Recorded information >>
—————
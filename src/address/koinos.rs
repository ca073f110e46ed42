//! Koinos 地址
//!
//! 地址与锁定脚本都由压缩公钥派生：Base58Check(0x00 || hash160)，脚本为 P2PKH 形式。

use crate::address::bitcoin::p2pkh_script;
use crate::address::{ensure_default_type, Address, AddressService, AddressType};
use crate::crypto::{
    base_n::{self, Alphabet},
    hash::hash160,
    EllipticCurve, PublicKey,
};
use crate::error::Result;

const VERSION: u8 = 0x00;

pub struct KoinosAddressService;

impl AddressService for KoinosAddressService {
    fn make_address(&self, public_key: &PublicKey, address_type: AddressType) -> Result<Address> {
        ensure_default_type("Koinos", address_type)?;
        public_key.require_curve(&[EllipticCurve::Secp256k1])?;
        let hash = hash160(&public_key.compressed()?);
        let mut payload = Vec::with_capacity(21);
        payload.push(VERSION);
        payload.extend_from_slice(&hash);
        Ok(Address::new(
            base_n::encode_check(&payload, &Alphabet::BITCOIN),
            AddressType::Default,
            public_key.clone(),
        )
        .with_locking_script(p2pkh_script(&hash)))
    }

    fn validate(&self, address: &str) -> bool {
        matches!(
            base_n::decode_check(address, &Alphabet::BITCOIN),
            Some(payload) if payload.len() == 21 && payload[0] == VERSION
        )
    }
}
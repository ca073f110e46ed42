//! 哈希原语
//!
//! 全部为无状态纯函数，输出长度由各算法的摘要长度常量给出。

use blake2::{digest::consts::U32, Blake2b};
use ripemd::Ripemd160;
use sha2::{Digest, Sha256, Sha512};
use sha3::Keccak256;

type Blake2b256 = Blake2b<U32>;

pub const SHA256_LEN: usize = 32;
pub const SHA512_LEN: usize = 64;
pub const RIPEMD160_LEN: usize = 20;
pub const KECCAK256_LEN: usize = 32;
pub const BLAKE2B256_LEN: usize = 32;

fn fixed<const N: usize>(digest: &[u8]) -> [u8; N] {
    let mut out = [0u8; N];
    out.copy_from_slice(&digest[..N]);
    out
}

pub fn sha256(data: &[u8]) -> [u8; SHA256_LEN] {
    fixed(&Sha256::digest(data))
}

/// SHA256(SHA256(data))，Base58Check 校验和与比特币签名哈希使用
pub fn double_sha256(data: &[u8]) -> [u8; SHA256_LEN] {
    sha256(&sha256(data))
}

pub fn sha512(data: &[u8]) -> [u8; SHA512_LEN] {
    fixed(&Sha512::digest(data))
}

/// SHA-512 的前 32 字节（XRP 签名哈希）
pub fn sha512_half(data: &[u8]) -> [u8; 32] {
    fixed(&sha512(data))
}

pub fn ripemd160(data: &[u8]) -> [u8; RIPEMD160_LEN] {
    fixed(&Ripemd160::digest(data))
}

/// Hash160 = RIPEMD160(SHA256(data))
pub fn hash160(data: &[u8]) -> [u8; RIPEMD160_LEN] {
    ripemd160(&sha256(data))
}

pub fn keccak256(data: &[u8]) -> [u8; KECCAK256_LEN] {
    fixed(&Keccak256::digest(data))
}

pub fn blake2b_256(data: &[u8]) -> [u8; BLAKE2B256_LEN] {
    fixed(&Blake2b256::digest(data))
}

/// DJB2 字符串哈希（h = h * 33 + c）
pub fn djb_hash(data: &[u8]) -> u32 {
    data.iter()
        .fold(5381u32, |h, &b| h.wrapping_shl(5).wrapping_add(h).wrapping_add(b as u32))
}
—————
Assignment >> Return, from the material above, every line with the word "payload".

Answer section >>
        let mut payload = Vec::with_capacity(21);
        payload.push(VERSION);
        payload.extend_from_slice(&hash);
            base_n::encode_check(&payload, &Alphabet::BITCOIN),
            Some(payload) if payload.len() == 21 && payload[0] == VERSION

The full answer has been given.